Goal of the exercise:
The lines from the start of the data up to and including the one with "apply or neither." should be returned exactly, and nothing else.

Data items:
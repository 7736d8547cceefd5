//! Per-release counters over the metrics namespace.
//!
//! Counters are best-effort: the store is not a source of truth for billing,
//! and callers dispatch updates after the HTTP response has gone out. The
//! batched operations use MULTI so that an increment/decrement pair either
//! both apply or neither.

use crate::error::CacheResult;
use crate::manager::RedisManager;
use airlift_core::DeploymentStatus;
use redis::AsyncCommands;
use std::collections::HashMap;

const ACTIVE: &str = "Active";

fn labels_key(deployment_key: &str) -> String {
    format!("deploymentKeyLabels:{deployment_key}")
}

fn clients_key(deployment_key: &str) -> String {
    format!("deploymentKeyClients:{deployment_key}")
}

fn status_field(label: &str, status: DeploymentStatus) -> String {
    format!("{label}:{}", status.as_str())
}

fn active_field(label: &str) -> String {
    format!("{label}:{ACTIVE}")
}

/// Counter operations over the metrics namespace. Cheap to clone; all
/// operations are no-ops against a disabled manager.
#[derive(Clone)]
pub struct MetricsStore {
    redis: RedisManager,
}

impl MetricsStore {
    pub fn new(redis: RedisManager) -> Self {
        Self { redis }
    }

    /// Atomically bump the `label:status` counter for a deployment.
    pub async fn increment_label_status_count(
        &self,
        deployment_key: &str,
        label: &str,
        status: DeploymentStatus,
    ) -> CacheResult<()> {
        let Some(inner) = self.redis.inner() else {
            return Ok(());
        };
        let mut conn = inner.metrics_connection().await?;
        inner
            .timed(conn.hincr::<_, _, _, ()>(
                labels_key(deployment_key),
                status_field(label, status),
                1,
            ))
            .await?;
        Ok(())
    }

    /// Record a successful install of `current_label` in one transaction:
    /// increment its Active and DeploymentSucceeded counters and, when the
    /// client reported where it came from, decrement the previous label's
    /// Active counter.
    pub async fn record_update(
        &self,
        current_deployment_key: &str,
        current_label: &str,
        previous_deployment_key: Option<&str>,
        previous_label: Option<&str>,
    ) -> CacheResult<()> {
        let Some(inner) = self.redis.inner() else {
            return Ok(());
        };
        let current_key = labels_key(current_deployment_key);

        let mut pipe = redis::pipe();
        pipe.atomic();
        pipe.hincr(&current_key, active_field(current_label), 1).ignore();
        pipe.hincr(
            &current_key,
            status_field(current_label, DeploymentStatus::DeploymentSucceeded),
            1,
        )
        .ignore();
        if let (Some(prev_key), Some(prev_label)) = (previous_deployment_key, previous_label) {
            pipe.hincr(labels_key(prev_key), active_field(prev_label), -1)
                .ignore();
        }

        let mut conn = inner.metrics_connection().await?;
        inner.timed(pipe.query_async::<()>(&mut conn)).await?;
        Ok(())
    }

    /// Legacy path: move a client's active label and adjust the Active
    /// counters in one transaction.
    pub async fn update_active_app_for_client(
        &self,
        deployment_key: &str,
        client_unique_id: &str,
        to_label: &str,
        from_label: Option<&str>,
    ) -> CacheResult<()> {
        let Some(inner) = self.redis.inner() else {
            return Ok(());
        };
        let labels = labels_key(deployment_key);

        let mut pipe = redis::pipe();
        pipe.atomic();
        pipe.hset(clients_key(deployment_key), client_unique_id, to_label)
            .ignore();
        pipe.hincr(&labels, active_field(to_label), 1).ignore();
        if let Some(from_label) = from_label {
            pipe.hincr(&labels, active_field(from_label), -1).ignore();
        }

        let mut conn = inner.metrics_connection().await?;
        inner.timed(pipe.query_async::<()>(&mut conn)).await?;
        Ok(())
    }

    /// The label a client last reported as active, if any.
    pub async fn get_current_active_label(
        &self,
        deployment_key: &str,
        client_unique_id: &str,
    ) -> CacheResult<Option<String>> {
        let Some(inner) = self.redis.inner() else {
            return Ok(None);
        };
        let mut conn = inner.metrics_connection().await?;
        let label: Option<String> = inner
            .timed(conn.hget(clients_key(deployment_key), client_unique_id))
            .await?;
        Ok(label)
    }

    /// Forget a client's active label on a deployment.
    pub async fn remove_deployment_key_client_active_label(
        &self,
        deployment_key: &str,
        client_unique_id: &str,
    ) -> CacheResult<()> {
        let Some(inner) = self.redis.inner() else {
            return Ok(());
        };
        let mut conn = inner.metrics_connection().await?;
        inner
            .timed(conn.hdel::<_, _, ()>(clients_key(deployment_key), client_unique_id))
            .await?;
        Ok(())
    }

    /// All counters for a deployment, with string values coerced to integers.
    /// `Ok(None)` when the store is disabled.
    pub async fn get_metrics_with_deployment_key(
        &self,
        deployment_key: &str,
    ) -> CacheResult<Option<HashMap<String, i64>>> {
        let Some(inner) = self.redis.inner() else {
            return Ok(None);
        };
        let mut conn = inner.metrics_connection().await?;
        let raw: HashMap<String, String> =
            inner.timed(conn.hgetall(labels_key(deployment_key))).await?;

        let mut coerced = HashMap::with_capacity(raw.len());
        for (field, value) in raw {
            match value.parse::<i64>() {
                Ok(count) => {
                    coerced.insert(field, count);
                }
                Err(_) => {
                    tracing::warn!(deployment_key, field, value, "non-numeric counter value");
                    coerced.insert(field, 0);
                }
            }
        }
        Ok(Some(coerced))
    }

    /// Drop both the label counters and the client active-label hash for a
    /// deployment.
    pub async fn clear_metrics_for_deployment_key(
        &self,
        deployment_key: &str,
    ) -> CacheResult<()> {
        let Some(inner) = self.redis.inner() else {
            return Ok(());
        };
        let mut conn = inner.metrics_connection().await?;
        inner
            .timed(conn.del::<_, ()>(vec![
                labels_key(deployment_key),
                clients_key(deployment_key),
            ]))
            .await?;
        Ok(())
    }
}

Result of this exercise:
repository 7736d8547cceefd5
//! Per-release counters over the metrics namespace.
//!
//! Counters are best-effort: the store is not a source of truth for billing,
//! and callers dispatch updates after the HTTP response has gone out. The
//! batched operations use MULTI so that an increment/decrement pair either
//! both apply or neither.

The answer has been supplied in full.